**DATA LISTING:**
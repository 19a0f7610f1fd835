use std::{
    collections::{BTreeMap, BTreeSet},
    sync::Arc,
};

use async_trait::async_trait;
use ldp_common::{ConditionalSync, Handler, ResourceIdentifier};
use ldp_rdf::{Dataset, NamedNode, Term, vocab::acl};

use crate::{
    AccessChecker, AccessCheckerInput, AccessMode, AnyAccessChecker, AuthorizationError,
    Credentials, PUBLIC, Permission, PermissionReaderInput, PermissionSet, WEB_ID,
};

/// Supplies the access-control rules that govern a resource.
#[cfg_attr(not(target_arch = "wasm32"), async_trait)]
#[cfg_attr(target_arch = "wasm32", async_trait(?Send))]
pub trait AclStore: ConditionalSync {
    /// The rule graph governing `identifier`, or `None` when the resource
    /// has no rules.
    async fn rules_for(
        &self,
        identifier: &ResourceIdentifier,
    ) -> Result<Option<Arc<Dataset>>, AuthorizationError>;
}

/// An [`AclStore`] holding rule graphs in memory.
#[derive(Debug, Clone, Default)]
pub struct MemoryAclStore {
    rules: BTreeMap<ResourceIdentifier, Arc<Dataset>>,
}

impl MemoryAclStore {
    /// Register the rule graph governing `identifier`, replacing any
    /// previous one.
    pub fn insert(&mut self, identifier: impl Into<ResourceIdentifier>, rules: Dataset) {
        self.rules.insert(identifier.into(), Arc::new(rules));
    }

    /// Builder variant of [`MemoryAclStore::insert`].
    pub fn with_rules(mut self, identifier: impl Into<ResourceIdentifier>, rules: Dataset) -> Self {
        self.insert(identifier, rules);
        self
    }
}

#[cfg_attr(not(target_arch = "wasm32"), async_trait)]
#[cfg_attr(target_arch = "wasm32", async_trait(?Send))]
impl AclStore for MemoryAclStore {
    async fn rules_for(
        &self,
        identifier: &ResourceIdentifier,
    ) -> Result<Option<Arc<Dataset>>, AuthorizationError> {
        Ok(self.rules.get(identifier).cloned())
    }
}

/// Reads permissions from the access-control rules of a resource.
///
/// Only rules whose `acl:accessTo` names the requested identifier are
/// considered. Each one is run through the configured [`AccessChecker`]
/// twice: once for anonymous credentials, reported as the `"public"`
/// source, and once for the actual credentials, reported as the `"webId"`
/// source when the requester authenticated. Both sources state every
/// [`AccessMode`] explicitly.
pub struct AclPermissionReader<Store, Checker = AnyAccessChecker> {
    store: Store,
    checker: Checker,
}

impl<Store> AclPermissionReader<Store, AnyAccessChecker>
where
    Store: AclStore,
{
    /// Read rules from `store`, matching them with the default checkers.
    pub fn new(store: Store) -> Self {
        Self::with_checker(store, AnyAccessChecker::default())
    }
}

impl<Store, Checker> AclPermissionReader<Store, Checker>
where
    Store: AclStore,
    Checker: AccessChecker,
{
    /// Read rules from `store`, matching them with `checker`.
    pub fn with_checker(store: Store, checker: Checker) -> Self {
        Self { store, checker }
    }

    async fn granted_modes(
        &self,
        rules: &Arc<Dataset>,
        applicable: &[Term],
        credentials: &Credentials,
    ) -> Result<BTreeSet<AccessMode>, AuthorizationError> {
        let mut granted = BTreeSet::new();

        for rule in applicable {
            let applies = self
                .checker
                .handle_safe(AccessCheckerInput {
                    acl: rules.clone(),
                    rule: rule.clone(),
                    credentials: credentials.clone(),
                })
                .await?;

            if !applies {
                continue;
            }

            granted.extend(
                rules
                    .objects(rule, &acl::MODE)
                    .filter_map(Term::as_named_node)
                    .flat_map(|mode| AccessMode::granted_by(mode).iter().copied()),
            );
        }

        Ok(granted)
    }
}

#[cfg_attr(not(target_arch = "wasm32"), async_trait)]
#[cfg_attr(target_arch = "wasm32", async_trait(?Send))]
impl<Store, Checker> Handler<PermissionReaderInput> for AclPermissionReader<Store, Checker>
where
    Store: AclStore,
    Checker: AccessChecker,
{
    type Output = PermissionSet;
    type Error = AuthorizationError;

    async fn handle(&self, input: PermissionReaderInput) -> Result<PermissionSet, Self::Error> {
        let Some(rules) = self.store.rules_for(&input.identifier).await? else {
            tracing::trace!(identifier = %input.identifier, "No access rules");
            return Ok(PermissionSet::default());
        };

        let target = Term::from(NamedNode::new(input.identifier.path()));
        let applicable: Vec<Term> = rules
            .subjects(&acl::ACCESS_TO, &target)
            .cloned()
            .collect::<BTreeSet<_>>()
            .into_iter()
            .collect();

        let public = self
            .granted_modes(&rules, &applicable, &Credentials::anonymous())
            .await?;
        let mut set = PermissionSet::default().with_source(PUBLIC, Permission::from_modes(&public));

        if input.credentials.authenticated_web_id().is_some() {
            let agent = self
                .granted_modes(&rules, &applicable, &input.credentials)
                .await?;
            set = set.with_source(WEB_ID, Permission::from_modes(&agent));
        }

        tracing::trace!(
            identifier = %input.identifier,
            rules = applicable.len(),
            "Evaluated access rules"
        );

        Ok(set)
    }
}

**HOW TO COMPLETE THIS TASK:**
Each line from the one with "set = set.with_source(WEB_ID, Permission::from_modes(&agent));" through the last line of the material is to be retyped exactly, and no other line is.

**ANSWER TO THIS EXERCISE:**
            set = set.with_source(WEB_ID, Permission::from_modes(&agent));
        }

        tracing::trace!(
            identifier = %input.identifier,
            rules = applicable.len(),
            "Evaluated access rules"
        );

        Ok(set)
    }
}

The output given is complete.